Saved entries
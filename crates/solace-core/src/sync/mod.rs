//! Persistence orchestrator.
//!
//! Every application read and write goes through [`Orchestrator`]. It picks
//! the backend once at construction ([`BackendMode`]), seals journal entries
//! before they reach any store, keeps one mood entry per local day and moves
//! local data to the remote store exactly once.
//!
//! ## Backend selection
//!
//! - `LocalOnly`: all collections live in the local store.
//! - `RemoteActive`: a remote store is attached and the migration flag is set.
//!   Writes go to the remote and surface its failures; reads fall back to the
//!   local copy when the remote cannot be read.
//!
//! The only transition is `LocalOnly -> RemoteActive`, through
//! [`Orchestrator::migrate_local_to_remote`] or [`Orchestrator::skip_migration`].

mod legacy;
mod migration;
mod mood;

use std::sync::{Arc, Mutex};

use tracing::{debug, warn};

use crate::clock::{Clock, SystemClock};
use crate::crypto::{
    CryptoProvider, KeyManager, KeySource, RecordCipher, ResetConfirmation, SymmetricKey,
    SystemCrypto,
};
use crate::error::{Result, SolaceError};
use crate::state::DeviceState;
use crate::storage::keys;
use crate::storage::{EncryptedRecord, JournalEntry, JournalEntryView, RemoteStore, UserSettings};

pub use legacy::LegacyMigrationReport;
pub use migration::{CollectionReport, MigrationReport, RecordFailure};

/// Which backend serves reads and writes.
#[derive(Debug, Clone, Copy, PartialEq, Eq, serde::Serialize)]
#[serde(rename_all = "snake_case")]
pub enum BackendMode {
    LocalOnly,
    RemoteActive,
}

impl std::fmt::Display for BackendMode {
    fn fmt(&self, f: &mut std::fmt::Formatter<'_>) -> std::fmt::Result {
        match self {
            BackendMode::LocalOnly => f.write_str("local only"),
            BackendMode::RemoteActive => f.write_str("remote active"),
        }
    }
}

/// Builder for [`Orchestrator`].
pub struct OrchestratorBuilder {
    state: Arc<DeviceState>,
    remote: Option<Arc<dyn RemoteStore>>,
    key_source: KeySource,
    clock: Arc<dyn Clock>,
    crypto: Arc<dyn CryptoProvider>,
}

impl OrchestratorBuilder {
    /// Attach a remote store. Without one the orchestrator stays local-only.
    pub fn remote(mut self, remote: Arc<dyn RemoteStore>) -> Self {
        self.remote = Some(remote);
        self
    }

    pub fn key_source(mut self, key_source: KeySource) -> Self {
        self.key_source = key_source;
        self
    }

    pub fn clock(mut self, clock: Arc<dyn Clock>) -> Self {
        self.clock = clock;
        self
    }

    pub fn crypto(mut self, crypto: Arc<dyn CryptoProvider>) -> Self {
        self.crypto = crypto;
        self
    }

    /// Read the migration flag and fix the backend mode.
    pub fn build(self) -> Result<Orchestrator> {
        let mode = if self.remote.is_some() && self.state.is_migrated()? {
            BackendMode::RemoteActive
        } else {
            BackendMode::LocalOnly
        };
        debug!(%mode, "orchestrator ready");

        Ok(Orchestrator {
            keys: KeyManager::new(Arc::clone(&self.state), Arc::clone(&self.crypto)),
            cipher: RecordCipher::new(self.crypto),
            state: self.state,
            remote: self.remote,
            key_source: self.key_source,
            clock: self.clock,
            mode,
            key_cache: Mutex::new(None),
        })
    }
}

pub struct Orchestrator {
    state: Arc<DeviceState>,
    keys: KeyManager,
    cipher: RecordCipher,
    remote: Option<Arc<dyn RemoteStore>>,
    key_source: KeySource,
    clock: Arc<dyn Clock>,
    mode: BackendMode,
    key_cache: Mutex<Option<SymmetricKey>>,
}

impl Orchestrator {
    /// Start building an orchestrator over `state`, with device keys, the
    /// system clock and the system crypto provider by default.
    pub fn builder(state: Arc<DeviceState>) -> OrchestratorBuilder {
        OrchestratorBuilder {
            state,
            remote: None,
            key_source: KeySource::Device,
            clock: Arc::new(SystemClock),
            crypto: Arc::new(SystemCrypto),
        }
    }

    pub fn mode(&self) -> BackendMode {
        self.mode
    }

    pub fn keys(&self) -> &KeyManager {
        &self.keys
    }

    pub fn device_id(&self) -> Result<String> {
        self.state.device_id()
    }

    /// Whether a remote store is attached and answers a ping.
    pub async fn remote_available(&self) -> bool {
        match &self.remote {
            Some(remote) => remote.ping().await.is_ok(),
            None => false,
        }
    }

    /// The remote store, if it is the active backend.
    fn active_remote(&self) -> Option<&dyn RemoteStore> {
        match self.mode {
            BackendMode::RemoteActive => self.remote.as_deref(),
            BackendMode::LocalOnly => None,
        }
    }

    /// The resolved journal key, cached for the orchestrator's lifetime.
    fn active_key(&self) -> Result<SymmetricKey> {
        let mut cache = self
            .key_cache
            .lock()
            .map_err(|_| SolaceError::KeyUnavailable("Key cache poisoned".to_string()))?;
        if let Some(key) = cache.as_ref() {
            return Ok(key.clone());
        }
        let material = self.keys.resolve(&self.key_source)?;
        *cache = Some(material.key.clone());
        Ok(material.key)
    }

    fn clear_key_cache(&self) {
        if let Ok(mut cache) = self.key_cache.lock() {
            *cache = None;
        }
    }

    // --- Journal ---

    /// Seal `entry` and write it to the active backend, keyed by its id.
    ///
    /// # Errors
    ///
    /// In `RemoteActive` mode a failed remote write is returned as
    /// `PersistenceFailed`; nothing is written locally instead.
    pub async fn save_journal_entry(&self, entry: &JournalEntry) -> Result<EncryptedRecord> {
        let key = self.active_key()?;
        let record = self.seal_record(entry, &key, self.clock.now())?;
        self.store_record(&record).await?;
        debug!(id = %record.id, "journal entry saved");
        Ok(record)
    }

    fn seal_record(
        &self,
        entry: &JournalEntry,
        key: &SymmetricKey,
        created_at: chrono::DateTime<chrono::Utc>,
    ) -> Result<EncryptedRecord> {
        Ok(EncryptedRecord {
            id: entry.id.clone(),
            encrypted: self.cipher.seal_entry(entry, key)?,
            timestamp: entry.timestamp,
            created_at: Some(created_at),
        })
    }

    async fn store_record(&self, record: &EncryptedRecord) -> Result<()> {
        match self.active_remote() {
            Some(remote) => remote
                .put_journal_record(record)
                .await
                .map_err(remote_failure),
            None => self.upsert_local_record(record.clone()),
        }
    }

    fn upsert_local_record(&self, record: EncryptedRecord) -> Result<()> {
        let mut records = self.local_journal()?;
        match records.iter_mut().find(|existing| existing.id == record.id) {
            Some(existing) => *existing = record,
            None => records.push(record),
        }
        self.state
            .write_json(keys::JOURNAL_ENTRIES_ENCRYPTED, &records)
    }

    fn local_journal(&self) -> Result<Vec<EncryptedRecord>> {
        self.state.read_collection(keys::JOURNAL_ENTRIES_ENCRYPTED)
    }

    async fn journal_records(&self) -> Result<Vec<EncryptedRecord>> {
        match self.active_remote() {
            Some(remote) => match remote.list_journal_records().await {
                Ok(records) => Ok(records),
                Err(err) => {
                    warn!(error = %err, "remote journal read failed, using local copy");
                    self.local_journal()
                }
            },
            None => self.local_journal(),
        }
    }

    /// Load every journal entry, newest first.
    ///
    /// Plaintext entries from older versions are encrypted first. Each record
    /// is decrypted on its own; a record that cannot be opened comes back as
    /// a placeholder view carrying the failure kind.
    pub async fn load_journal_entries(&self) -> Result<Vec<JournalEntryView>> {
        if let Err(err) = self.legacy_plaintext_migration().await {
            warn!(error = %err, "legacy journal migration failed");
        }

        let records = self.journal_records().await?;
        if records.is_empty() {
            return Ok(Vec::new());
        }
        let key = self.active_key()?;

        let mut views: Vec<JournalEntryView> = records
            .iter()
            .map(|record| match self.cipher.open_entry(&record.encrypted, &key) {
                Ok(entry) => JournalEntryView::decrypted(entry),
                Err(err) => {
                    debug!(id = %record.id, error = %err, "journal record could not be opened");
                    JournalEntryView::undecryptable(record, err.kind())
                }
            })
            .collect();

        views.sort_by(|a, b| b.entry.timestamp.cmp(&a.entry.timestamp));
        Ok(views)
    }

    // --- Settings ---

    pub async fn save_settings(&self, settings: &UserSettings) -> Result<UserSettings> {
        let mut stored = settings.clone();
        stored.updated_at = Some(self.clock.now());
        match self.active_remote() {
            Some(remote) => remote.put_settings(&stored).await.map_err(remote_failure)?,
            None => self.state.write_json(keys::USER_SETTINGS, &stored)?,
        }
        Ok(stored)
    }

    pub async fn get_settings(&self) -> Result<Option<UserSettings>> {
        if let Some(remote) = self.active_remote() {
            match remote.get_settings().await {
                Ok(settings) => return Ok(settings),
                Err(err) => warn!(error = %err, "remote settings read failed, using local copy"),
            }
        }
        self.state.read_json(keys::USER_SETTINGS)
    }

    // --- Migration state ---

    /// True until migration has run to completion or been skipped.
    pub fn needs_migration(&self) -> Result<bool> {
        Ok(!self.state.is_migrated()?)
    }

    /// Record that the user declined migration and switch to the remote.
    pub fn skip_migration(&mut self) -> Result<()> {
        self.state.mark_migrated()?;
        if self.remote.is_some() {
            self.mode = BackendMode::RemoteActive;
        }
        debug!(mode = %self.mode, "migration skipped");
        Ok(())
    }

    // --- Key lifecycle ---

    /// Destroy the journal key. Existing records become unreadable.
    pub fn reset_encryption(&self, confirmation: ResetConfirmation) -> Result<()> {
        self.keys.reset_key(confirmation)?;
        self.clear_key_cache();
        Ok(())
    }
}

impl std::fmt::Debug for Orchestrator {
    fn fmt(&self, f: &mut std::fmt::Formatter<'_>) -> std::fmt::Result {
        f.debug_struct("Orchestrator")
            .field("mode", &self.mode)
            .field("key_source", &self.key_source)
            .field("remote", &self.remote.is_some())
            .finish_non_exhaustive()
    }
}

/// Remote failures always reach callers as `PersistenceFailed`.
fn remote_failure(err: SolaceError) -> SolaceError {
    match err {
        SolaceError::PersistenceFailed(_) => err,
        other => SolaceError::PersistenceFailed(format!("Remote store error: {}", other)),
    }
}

§ What is being asked: Please say how many lines in the records above contain the word "material", giving the number alone.

§ Solution to this problem: 3